With reference to a digital identity scheme being rolled out in Nigeria, Cairns said additional help was coming from aid organisations: "UN Women are working with us in Nigeria to help the Nigerian government register women, and they are giving them $1m to register half a million women there as part of the effort," she said.
Cairns said she has just come back from Tanzania where MasterCard is working with one of the big banks there to connect up to the farming community to allow a farmers to be able to sell their produce direct to a buyer , with a mobile phone. "They can get a quote for the price of sunflower oil, for example, and have some means of moving the money electronically. We are working with the local entrepreneur who is the buyer, the farming community, the telcos, and the bank to make this happen. The system is being designed in our labs in Kenya. The labs were opened there with the Gates Foundation."

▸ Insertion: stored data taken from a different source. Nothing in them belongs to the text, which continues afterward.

use chrono::{DateTime, Utc};
use serde::{Deserialize, Serialize};

use crate::types::{FallbackAction, InvocationType, MessagingResult};
use crate::utils::display::impl_display;
use crate::utils::timestamp::epoch_seconds;
use crate::utils::validation::{Validate, Validator};

/// Lowest and highest position of a processor in a channel flow
pub const EXECUTION_ORDER_RANGE: (i32, i32) = (1, 3);

/// An ordered pipeline of processors that inspect or transform channel
/// messages before they are delivered.
#[serde_with::skip_serializing_none]
#[derive(Debug, Clone, Default, PartialEq, Eq, Hash, Serialize, Deserialize)]
#[serde(rename_all = "PascalCase", default)]
pub struct ChannelFlow {
    pub channel_flow_arn: Option<String>,
    pub processors: Option<Vec<Processor>>,
    pub name: Option<String>,
    #[serde(with = "epoch_seconds")]
    pub created_timestamp: Option<DateTime<Utc>>,
    #[serde(with = "epoch_seconds")]
    pub last_updated_timestamp: Option<DateTime<Utc>>,
}

impl ChannelFlow {
    /// Processors sorted by execution order
    pub fn ordered_processors(&self) -> Vec<&Processor> {
        let mut processors: Vec<&Processor> = self.processors.iter().flatten().collect();
        processors.sort_by_key(|p| p.execution_order);
        processors
    }
}

#[serde_with::skip_serializing_none]
#[derive(Debug, Clone, Default, PartialEq, Eq, Hash, Serialize, Deserialize)]
#[serde(rename_all = "PascalCase", default)]
pub struct ChannelFlowSummary {
    pub channel_flow_arn: Option<String>,
    pub name: Option<String>,
    pub processors: Option<Vec<Processor>>,
}

/// A step of a channel flow backed by a Lambda function.
#[derive(Debug, Clone, Default, PartialEq, Eq, Hash, Serialize, Deserialize)]
#[serde(rename_all = "PascalCase")]
pub struct Processor {
    pub name: String,
    pub configuration: ProcessorConfiguration,
    /// Position in the flow, 1 to 3
    pub execution_order: i32,
    /// What happens to the message when this processor fails
    pub fallback_action: FallbackAction,
}

impl Processor {
    pub fn new(
        name: impl Into<String>,
        configuration: ProcessorConfiguration,
        execution_order: i32,
        fallback_action: FallbackAction,
    ) -> Self {
        Self {
            name: name.into(),
            configuration,
            execution_order,
            fallback_action,
        }
    }

    /// Check if a failure of this processor stops the flow
    pub fn halts_on_failure(&self) -> bool {
        matches!(self.fallback_action, FallbackAction::Abort)
    }
}

impl Validate for Processor {
    fn validate(&self) -> MessagingResult<()> {
        Validator::resource_name("Name", &self.name)?;
        Validator::nested("Configuration", &self.configuration)?;
        let (min, max) = EXECUTION_ORDER_RANGE;
        Validator::range(
            "ExecutionOrder",
            i64::from(self.execution_order),
            i64::from(min),
            i64::from(max),
        )
    }
}

#[derive(Debug, Clone, Default, PartialEq, Eq, Hash, Serialize, Deserialize)]
#[serde(rename_all = "PascalCase")]
pub struct ProcessorConfiguration {
    pub lambda: LambdaConfiguration,
}

impl ProcessorConfiguration {
    pub fn lambda(resource_arn: impl Into<String>) -> Self {
        Self {
            lambda: LambdaConfiguration {
                resource_arn: resource_arn.into(),
                invocation_type: InvocationType::Async,
            },
        }
    }
}

impl Validate for ProcessorConfiguration {
    fn validate(&self) -> MessagingResult<()> {
        Validator::nested("Lambda", &self.lambda)
    }
}

/// The Lambda function backing a processor.
#[derive(Debug, Clone, Default, PartialEq, Eq, Hash, Serialize, Deserialize)]
#[serde(rename_all = "PascalCase")]
pub struct LambdaConfiguration {
    pub resource_arn: String,
    pub invocation_type: InvocationType,
}

impl Validate for LambdaConfiguration {
    fn validate(&self) -> MessagingResult<()> {
        Validator::lambda_arn("ResourceArn", &self.resource_arn)
    }
}

impl_display!(
    ChannelFlow,
    ChannelFlowSummary,
    Processor,
    ProcessorConfiguration,
    LambdaConfiguration,
);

In addition to working on financial inclusion in the developing world, MasterCard has also been focused on the unbanked in Northern Europe; some 90 million people are financially excluded in Europe, and that figure has been rising fast because of the growing refugee crisis, noted Cairns.
"Being financially excluded in the developed world makes life very tough. Think about buying yourself a railway ticket, if you can buy a week early or a month early online, then you are going to pay a lot less, but the nearer the date you get and if you actually pay in person and pay in cash, chances are you will pay absolutely full price for that ticket. So being financially excluded in the developed world where there isn't really a barter system in place is actually very difficult."
Cairns said an example of somewhere that MasterCard has helped significantly with this problem is Italy, which had a high unbanked population. She said the Italian banks got together and created a prepaid solution that allowed people to just transact on a card – "a light bank account".
On the subject of gender equality in boardrooms, Cairns said: "I think we are seeing more and more women entrepreneurs, but I think it's still not easy for women to get access to capital and I hope that improves.
"Obviously the number of women on boards has increased, especially in countries that have had quotas, places like Northern Europe – so that's been helpful. It's one thing fixing this at board level, but if you don't create the feeder pool of women to grow up and manage the company, that's a wider problem and you aren't probably creating the board members that you want for the future."
Cairns explained that she has personally conducted a protocol at MasterCard involving all the positions that are senior business leader and above; she has asked to see the list of candidates, and requested at least one woman be added to that slate.
"I started doing it six months ago. Previously the number of women recruited in to those positions was 33%. In the last six months it's been 44%. It's been a massive change in a really small space of time. I think it's about opportunity. It's not about putting a woman in a job, it's about having a broad enough slate so that you can attract great candidates."